**Your objective:** Filter the entries and keep only the lines where the string "StoreTaskResponse" appears.

**Source data:**
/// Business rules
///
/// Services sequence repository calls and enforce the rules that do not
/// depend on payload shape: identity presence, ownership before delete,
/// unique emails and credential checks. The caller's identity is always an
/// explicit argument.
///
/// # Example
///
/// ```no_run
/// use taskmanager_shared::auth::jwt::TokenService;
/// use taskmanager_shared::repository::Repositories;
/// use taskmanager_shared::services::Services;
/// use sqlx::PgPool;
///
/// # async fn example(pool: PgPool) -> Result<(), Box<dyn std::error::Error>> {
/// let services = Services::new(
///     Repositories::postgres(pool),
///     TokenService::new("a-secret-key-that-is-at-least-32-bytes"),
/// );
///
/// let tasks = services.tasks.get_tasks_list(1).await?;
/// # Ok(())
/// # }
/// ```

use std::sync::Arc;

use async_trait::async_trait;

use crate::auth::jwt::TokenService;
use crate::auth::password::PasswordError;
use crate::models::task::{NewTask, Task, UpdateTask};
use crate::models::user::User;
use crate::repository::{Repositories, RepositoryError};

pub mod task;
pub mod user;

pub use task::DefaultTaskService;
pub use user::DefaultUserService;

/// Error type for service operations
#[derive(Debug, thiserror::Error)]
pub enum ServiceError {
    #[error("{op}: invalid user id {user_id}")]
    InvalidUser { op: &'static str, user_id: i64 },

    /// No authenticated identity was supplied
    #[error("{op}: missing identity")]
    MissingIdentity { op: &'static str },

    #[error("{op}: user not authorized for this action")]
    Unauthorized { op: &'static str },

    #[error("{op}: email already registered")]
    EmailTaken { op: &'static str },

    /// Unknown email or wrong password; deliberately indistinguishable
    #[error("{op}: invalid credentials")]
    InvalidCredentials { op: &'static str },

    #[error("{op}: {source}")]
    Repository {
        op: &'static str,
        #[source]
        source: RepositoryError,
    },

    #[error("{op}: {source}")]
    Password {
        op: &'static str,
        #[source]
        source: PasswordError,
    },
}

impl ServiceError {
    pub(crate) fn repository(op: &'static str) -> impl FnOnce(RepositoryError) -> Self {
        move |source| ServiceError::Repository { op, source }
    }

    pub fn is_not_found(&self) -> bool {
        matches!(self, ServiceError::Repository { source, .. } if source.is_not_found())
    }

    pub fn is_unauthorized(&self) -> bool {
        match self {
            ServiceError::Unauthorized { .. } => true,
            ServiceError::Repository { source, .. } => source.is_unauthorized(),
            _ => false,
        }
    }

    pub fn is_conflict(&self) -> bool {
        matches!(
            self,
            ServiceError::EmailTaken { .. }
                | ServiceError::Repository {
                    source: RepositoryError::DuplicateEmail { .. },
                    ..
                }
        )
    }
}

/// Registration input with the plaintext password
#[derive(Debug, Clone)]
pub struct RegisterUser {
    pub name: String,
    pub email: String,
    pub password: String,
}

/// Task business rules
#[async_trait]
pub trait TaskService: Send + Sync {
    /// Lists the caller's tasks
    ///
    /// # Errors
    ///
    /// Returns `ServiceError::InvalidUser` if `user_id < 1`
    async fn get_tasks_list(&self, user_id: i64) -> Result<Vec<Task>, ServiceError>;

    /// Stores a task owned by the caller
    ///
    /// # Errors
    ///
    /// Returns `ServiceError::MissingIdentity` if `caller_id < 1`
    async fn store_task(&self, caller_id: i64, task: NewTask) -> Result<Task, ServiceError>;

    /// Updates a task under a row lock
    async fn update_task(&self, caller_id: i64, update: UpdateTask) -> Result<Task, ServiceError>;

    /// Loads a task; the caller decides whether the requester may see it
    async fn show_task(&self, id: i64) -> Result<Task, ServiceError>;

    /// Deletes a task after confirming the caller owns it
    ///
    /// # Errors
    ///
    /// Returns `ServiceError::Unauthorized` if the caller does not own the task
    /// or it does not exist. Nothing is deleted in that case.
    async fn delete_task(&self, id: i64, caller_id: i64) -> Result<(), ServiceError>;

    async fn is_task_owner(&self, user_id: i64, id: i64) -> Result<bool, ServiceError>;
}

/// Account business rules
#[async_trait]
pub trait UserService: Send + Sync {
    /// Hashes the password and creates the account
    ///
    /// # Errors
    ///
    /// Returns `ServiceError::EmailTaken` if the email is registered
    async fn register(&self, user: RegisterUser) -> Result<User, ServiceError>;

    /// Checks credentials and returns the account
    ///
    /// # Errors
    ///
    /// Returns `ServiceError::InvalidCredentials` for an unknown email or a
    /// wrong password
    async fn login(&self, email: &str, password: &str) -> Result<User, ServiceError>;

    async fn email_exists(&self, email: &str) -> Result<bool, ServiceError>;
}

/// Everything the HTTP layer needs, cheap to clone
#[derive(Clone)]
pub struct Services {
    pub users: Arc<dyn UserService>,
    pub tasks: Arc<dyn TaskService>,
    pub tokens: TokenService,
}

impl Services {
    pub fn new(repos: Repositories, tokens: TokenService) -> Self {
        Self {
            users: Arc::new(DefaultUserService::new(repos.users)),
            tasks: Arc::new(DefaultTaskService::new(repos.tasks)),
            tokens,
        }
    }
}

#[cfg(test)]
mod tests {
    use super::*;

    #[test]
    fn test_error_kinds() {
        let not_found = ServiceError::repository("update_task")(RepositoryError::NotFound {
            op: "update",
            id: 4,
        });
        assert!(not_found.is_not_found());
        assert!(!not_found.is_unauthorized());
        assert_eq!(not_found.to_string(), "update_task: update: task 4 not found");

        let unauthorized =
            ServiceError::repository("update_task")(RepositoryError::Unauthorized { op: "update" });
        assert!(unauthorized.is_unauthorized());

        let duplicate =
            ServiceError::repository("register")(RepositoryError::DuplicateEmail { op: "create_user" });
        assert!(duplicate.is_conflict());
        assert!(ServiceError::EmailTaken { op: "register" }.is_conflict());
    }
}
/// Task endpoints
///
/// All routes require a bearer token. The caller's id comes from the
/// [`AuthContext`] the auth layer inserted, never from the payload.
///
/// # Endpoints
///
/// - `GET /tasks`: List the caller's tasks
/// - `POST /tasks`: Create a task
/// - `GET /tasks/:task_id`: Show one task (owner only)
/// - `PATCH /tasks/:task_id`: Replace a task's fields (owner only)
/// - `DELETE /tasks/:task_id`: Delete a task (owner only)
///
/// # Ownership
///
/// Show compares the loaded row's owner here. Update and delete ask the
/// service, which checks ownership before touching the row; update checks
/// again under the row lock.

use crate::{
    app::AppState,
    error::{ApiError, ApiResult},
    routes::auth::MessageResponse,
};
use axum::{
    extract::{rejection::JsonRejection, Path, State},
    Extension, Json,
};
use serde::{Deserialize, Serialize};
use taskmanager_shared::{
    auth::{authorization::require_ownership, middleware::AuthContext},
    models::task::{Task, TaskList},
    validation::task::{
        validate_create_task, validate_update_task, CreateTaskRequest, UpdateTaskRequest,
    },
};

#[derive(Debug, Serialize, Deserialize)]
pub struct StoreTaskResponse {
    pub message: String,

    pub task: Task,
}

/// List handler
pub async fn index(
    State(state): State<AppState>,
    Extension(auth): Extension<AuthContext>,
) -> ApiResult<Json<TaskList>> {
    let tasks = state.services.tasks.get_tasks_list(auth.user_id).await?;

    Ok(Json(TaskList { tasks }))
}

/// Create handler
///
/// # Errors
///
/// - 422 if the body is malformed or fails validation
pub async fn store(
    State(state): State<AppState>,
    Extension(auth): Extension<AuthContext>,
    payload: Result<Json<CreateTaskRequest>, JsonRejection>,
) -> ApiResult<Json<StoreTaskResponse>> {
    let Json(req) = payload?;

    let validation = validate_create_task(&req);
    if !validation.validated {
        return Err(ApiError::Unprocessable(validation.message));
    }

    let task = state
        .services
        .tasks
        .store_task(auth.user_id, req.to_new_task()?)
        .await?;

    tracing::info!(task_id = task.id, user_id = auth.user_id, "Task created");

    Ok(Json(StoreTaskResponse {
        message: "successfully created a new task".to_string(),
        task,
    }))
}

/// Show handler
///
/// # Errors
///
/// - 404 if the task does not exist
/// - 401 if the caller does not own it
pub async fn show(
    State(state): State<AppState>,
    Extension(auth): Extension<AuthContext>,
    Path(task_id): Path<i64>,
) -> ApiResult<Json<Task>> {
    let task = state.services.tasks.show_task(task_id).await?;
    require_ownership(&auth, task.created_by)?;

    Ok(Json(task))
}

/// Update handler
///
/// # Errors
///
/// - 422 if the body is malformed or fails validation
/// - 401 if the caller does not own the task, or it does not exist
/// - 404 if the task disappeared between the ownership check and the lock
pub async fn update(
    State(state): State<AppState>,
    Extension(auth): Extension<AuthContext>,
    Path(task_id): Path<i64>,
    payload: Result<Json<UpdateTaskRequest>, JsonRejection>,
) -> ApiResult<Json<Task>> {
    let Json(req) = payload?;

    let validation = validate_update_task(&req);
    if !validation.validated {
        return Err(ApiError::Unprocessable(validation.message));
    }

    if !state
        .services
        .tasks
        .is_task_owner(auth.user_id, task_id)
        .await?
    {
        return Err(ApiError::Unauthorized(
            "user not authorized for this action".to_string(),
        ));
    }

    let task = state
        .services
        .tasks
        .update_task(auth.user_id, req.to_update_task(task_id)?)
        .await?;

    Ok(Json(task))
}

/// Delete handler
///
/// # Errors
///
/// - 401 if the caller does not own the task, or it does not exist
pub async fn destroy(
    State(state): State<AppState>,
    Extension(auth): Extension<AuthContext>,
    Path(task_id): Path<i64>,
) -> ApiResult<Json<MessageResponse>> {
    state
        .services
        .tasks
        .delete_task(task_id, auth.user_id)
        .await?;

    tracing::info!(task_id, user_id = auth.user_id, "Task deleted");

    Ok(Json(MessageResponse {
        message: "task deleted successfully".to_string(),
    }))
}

**Solved problem:**
pub struct StoreTaskResponse {
) -> ApiResult<Json<StoreTaskResponse>> {
    Ok(Json(StoreTaskResponse {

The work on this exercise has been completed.